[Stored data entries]
—————

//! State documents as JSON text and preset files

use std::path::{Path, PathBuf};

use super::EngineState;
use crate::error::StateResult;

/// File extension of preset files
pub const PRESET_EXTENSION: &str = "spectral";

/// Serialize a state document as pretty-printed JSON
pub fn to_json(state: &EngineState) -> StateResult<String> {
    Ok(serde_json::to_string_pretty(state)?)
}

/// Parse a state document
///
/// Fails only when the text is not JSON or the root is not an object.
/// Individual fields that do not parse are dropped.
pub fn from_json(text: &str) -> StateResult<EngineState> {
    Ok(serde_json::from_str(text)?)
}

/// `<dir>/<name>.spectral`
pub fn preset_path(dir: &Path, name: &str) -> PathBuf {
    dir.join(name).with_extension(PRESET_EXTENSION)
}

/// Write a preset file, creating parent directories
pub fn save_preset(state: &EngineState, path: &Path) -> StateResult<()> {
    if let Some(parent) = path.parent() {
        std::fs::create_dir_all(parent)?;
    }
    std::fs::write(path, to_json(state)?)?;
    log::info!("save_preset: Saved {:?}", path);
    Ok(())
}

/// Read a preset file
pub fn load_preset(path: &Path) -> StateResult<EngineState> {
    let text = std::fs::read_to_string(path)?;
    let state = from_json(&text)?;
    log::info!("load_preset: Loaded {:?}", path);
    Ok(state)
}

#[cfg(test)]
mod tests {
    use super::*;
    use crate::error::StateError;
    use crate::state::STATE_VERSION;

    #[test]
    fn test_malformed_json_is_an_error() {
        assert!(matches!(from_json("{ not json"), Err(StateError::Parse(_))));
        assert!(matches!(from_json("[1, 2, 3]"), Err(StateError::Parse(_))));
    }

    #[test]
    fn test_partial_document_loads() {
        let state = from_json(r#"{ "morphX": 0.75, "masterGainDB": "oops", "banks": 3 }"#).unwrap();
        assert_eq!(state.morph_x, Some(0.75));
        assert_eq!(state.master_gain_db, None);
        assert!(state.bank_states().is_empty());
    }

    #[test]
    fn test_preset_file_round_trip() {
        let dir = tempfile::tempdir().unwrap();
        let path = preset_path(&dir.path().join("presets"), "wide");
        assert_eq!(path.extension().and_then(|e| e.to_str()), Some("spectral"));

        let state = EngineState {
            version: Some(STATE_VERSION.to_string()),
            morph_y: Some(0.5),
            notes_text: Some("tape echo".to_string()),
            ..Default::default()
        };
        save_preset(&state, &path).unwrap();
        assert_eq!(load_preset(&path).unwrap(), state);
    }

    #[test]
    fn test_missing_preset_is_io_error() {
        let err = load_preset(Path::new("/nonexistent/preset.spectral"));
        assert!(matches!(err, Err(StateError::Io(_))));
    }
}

—————

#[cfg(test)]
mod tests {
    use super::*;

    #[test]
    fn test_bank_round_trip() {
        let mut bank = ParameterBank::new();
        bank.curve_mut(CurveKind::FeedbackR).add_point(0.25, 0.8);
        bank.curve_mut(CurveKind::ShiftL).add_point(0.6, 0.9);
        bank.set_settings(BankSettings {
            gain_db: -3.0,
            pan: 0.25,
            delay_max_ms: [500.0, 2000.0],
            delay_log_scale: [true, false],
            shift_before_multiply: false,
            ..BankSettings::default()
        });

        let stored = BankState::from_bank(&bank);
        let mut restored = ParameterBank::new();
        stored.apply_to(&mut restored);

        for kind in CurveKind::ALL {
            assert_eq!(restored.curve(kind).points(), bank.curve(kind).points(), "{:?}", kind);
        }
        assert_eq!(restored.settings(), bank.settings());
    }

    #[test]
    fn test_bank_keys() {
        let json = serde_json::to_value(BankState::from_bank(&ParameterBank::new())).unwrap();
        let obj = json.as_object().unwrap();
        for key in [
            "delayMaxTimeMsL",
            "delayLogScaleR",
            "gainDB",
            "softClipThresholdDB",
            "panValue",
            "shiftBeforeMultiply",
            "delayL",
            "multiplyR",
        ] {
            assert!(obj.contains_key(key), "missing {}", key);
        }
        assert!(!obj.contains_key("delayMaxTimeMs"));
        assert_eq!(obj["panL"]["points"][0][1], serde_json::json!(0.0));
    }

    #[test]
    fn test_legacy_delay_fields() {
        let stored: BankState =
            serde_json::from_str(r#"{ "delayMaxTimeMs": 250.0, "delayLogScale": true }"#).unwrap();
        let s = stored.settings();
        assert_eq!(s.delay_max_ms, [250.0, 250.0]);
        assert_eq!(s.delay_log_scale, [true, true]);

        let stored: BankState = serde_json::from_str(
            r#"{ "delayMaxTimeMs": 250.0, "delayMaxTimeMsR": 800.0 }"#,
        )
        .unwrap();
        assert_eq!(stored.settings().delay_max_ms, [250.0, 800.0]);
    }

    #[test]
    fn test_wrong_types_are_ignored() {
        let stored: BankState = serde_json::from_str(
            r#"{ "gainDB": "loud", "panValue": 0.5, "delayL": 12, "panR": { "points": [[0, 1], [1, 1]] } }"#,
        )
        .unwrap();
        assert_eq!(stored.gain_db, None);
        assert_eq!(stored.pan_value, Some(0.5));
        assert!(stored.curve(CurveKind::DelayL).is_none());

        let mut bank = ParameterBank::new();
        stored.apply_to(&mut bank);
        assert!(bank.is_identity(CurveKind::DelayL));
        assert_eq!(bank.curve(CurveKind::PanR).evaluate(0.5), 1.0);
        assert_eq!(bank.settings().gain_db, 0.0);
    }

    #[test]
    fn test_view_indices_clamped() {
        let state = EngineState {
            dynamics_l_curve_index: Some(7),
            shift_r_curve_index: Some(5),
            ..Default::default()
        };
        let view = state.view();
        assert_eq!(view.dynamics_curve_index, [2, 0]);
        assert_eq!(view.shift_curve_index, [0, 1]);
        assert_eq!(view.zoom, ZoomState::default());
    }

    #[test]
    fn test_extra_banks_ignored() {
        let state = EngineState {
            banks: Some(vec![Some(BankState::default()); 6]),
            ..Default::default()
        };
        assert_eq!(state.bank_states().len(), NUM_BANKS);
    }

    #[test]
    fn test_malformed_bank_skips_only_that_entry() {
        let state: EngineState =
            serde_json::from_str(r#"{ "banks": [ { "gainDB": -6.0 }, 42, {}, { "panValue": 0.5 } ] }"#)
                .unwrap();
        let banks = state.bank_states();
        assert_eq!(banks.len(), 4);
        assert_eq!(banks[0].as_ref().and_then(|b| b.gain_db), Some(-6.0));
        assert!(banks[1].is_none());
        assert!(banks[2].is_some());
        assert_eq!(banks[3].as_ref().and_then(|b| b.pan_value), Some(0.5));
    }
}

—————

» Task brief
Once you find the line with "let mut restored" above, print it and every line after it up to and including the line with "assert_eq!(bank.curve(CurveKind::PanR).evaluate(0.5), 1.0);", exactly as written and nothing else.

» Result of this task
        let mut restored = ParameterBank::new();
        stored.apply_to(&mut restored);

        for kind in CurveKind::ALL {
            assert_eq!(restored.curve(kind).points(), bank.curve(kind).points(), "{:?}", kind);
        }
        assert_eq!(restored.settings(), bank.settings());
    }

    #[test]
    fn test_bank_keys() {
        let json = serde_json::to_value(BankState::from_bank(&ParameterBank::new())).unwrap();
        let obj = json.as_object().unwrap();
        for key in [
            "delayMaxTimeMsL",
            "delayLogScaleR",
            "gainDB",
            "softClipThresholdDB",
            "panValue",
            "shiftBeforeMultiply",
            "delayL",
            "multiplyR",
        ] {
            assert!(obj.contains_key(key), "missing {}", key);
        }
        assert!(!obj.contains_key("delayMaxTimeMs"));
        assert_eq!(obj["panL"]["points"][0][1], serde_json::json!(0.0));
    }

    #[test]
    fn test_legacy_delay_fields() {
        let stored: BankState =
            serde_json::from_str(r#"{ "delayMaxTimeMs": 250.0, "delayLogScale": true }"#).unwrap();
        let s = stored.settings();
        assert_eq!(s.delay_max_ms, [250.0, 250.0]);
        assert_eq!(s.delay_log_scale, [true, true]);

        let stored: BankState = serde_json::from_str(
            r#"{ "delayMaxTimeMs": 250.0, "delayMaxTimeMsR": 800.0 }"#,
        )
        .unwrap();
        assert_eq!(stored.settings().delay_max_ms, [250.0, 800.0]);
    }

    #[test]
    fn test_wrong_types_are_ignored() {
        let stored: BankState = serde_json::from_str(
            r#"{ "gainDB": "loud", "panValue": 0.5, "delayL": 12, "panR": { "points": [[0, 1], [1, 1]] } }"#,
        )
        .unwrap();
        assert_eq!(stored.gain_db, None);
        assert_eq!(stored.pan_value, Some(0.5));
        assert!(stored.curve(CurveKind::DelayL).is_none());

        let mut bank = ParameterBank::new();
        stored.apply_to(&mut bank);
        assert!(bank.is_identity(CurveKind::DelayL));
        assert_eq!(bank.curve(CurveKind::PanR).evaluate(0.5), 1.0);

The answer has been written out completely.